What should be more alarming to those Democrats looking ahead to November are Obama’s other losses.  Clinton beat him in California, New Mexico, Arizona, New York, New Jersey, Massachusetts, Arkansas, New Hampshire, Michigan (sorta) and Florida (oh please, if Obama can claim he suffered in name recognition, I can claim to be the King of England).  She currently enjoys a double-digit lead in Pennsylvania, with Obama’s only significant endorsement there coming from Bob Casey, with his Bushesque grudge against the Clintons for slighting his daddy about a million years ago.

 

With the exception of Arizona (McCain territory) and Arkansas (although a Clinton could paint it blue once again) all of those states are important to a Democratic victory in November.  Much more important than all Obama’s Heartland caucus states highly unlikely to be any help to the Democrats in the general election.  No, Hillary Clinton cannot win the nomination by taking Pennsylvania.  She needs landslide victories in the remaining contests to overtake Obama in pledged delegates (provided Michigan and Florida remain unseated).  Yet, for all the victories, all the hype, all the “high profile” endorsements, Obama can’t win the nomination, either, without his still formindable competition giving up.  That should be of concern to voters who want a Democrat in the White House in 2009.

  

Why, then, the calls for Hillary to leave the race?  Such calls are entirely contrary to the democratic process.  Complaints that Democratic squabbling is helping the Republicans?  Hogwash.  Not knowing who he’ll face in November, McCain can’t do anything but flog the same tired war hero story he’s been peddling since 1999.  Arguments that it would be wrong for superdelegates to vote for Hillary if Obama has more pledged delegates?  Rubbish.  Those arguments weren’t advanced when superdelages jumped from Hillary’s ship in the wake of Obama’s 11-state sweep and they make no sense now.

 

Superdelegates are UNpledged.  If Hillary adds Pennsylvania to her collection of much needed, very-important-come-November blue states, she is not so far behind in any other regard for it to be deemed unfair for superdelegates to give her the nomination.  This is especially true when one considers the alternative.  Obama’s collection of African American voters, limousine liberals and college kids stuck in the red state hells of Idaho, Georgia, Utah, Wyoming, etc., is the general election equivalent of Bush’s Coalition of the Willing.  Obama has also failed to connect with Hispanic voters, “si se puede” aside, who went overwhelmingly for Clinton in Texas.  In California and Florida, Hispanic (as well as seemingly Obama-phobic Asian) voters could put their states solidly in the Democratic column in the fall.

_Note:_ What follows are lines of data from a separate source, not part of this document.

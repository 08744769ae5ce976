// SPDX-FileCopyrightText: 2026 Relaydesk Contributors
// SPDX-License-Identifier: MIT OR Apache-2.0

//! Shared test doubles for the Relaydesk workspace.

pub mod memory_repo;
pub mod mock_transport;

pub use memory_repo::MemoryRepository;
pub use mock_transport::{MockTransport, SentMessage, SentRedaction};
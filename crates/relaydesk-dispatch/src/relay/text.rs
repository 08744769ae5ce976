// SPDX-FileCopyrightText: 2026 Relaydesk Contributors
// SPDX-License-Identifier: MIT OR Apache-2.0

//! Text message relay.

use relaydesk_core::{EventMeta, RelaydeskError, RoomInfo};

use crate::commands;
use crate::dispatcher::Dispatcher;

pub struct TextRelay<'a> {
    ctx: &'a Dispatcher,
    room: &'a RoomInfo,
    meta: &'a EventMeta,
    body: &'a str,
}

impl<'a> TextRelay<'a> {
    pub fn new(
        ctx: &'a Dispatcher,
        room: &'a RoomInfo,
        meta: &'a EventMeta,
        body: &'a str,
    ) -> Self {
        Self { ctx, room, meta, body }
    }

    pub async fn process(self) -> Result<(), RelaydeskError> {
        // Edited messages arrive with a " * " fallback prefix.
        let body = self.body.strip_prefix(" * ").unwrap_or(self.body);
        // Leading "!message " escapes command parsing for a literal relay.
        if let Some(rest) = body.strip_prefix("!message ") {
            return super::deliver(self.ctx, self.room, self.meta, rest).await;
        }
        if body.starts_with(&self.ctx.config.bot.command_prefix) {
            return commands::execute(self.ctx, self.room, self.meta, body).await;
        }
        super::deliver(self.ctx, self.room, self.meta, body).await
    }
}
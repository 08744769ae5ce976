// SPDX-FileCopyrightText: 2026 Relaydesk Contributors
// SPDX-License-Identifier: MIT OR Apache-2.0

//! Core library for the Relaydesk support bot.
//!
//! This crate provides the event taxonomy, domain records, error type, and
//! the narrow collaborator traits (transport client, repository) that the
//! dispatch core is written against.

pub mod error;
pub mod names;
pub mod traits;
pub mod types;

// Re-export key items at crate root for ergonomic imports.
pub use error::RelaydeskError;
pub use traits::{Repository, TransportClient};
pub use types::{
    ChatRecord, EncryptedEventRecord, EventKind, EventMeta, IncomingEvent,
    KeyRequestEvent, Membership, RoomInfo, RoomKeyEvent, StaffRecord,
    TicketRecord, TicketStatus, UserRecord,
};
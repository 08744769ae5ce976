// SPDX-FileCopyrightText: 2026 Relaydesk Contributors
// SPDX-License-Identifier: MIT OR Apache-2.0

//! Mapping between origin events and their relayed copies, used to relay
//! redactions to the correct clone.

use relaydesk_core::RelaydeskError;
use rusqlite::params;

use crate::database::{map_tr_err, Database};

/// Record that `origin_event_id` was relayed as `relayed_event_id` into
/// `relayed_room_id`.
pub async fn put_event_pair(
    db: &Database,
    origin_event_id: &str,
    relayed_event_id: &str,
    relayed_room_id: &str,
) -> Result<(), RelaydeskError> {
    let origin_event_id = origin_event_id.to_string();
    let relayed_event_id = relayed_event_id.to_string();
    let relayed_room_id = relayed_room_id.to_string();
    db.connection()
        .call(move |conn| {
            conn.execute(
                "INSERT OR REPLACE INTO event_pairs
                 (origin_event_id, relayed_event_id, relayed_room_id)
                 VALUES (?1, ?2, ?3)",
                params![origin_event_id, relayed_event_id, relayed_room_id],
            )?;
            Ok(())
        })
        .await
        .map_err(map_tr_err)
}

/// The relayed copy of an origin event, as `(relayed_event_id, relayed_room_id)`.
pub async fn get_related(
    db: &Database,
    origin_event_id: &str,
) -> Result<Option<(String, String)>, RelaydeskError> {
    let origin_event_id = origin_event_id.to_string();
    db.connection()
        .call(move |conn| {
            let result = conn.query_row(
                "SELECT relayed_event_id, relayed_room_id FROM event_pairs
                 WHERE origin_event_id = ?1",
                params![origin_event_id],
                |row| Ok((row.get(0)?, row.get(1)?)),
            );
            match result {
                Ok(pair) => Ok(Some(pair)),
                Err(rusqlite::Error::QueryReturnedNoRows) => Ok(None),
                Err(e) => Err(e.into()),
            }
        })
        .await
        .map_err(map_tr_err)
}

Also alarming is that Obama’s loss in Ohio came after his campaign proved itself completely incapable of handling criticism from another candidate or the national media.  Forget Hillary’s commercials!  Republicans will be taking cues from LBJ or Bush I’s playbooks.  Eloquent speeches on important but general topics won’t be enough to satisfy a press hungry for details on comparatively more nuanced foreign policy issues or economic concerns.

 

It’s time for everyone involved, from the candidates and their campaigns to party leaders, uninvolved politicians, the media and the voters to take Bill Clinton’s advice and “chill out.”  No one, not Ralph Nader, Mike Huckabee and especially not someone who has achieved what Hillary Clinton has both superficially and substantively, should be forced from a political race in a democratic country.

 

It might be prudent for Democrats to remember what happened the last time a major party threw its support behind one candidate and prematurely thrust another out of competition.  Bush triumphed over McCain and went on to serve two of the most disastrous terms in American presidential history.  How ironic it would be if a Democratic rush to judgment gave McCain the White House eight years later.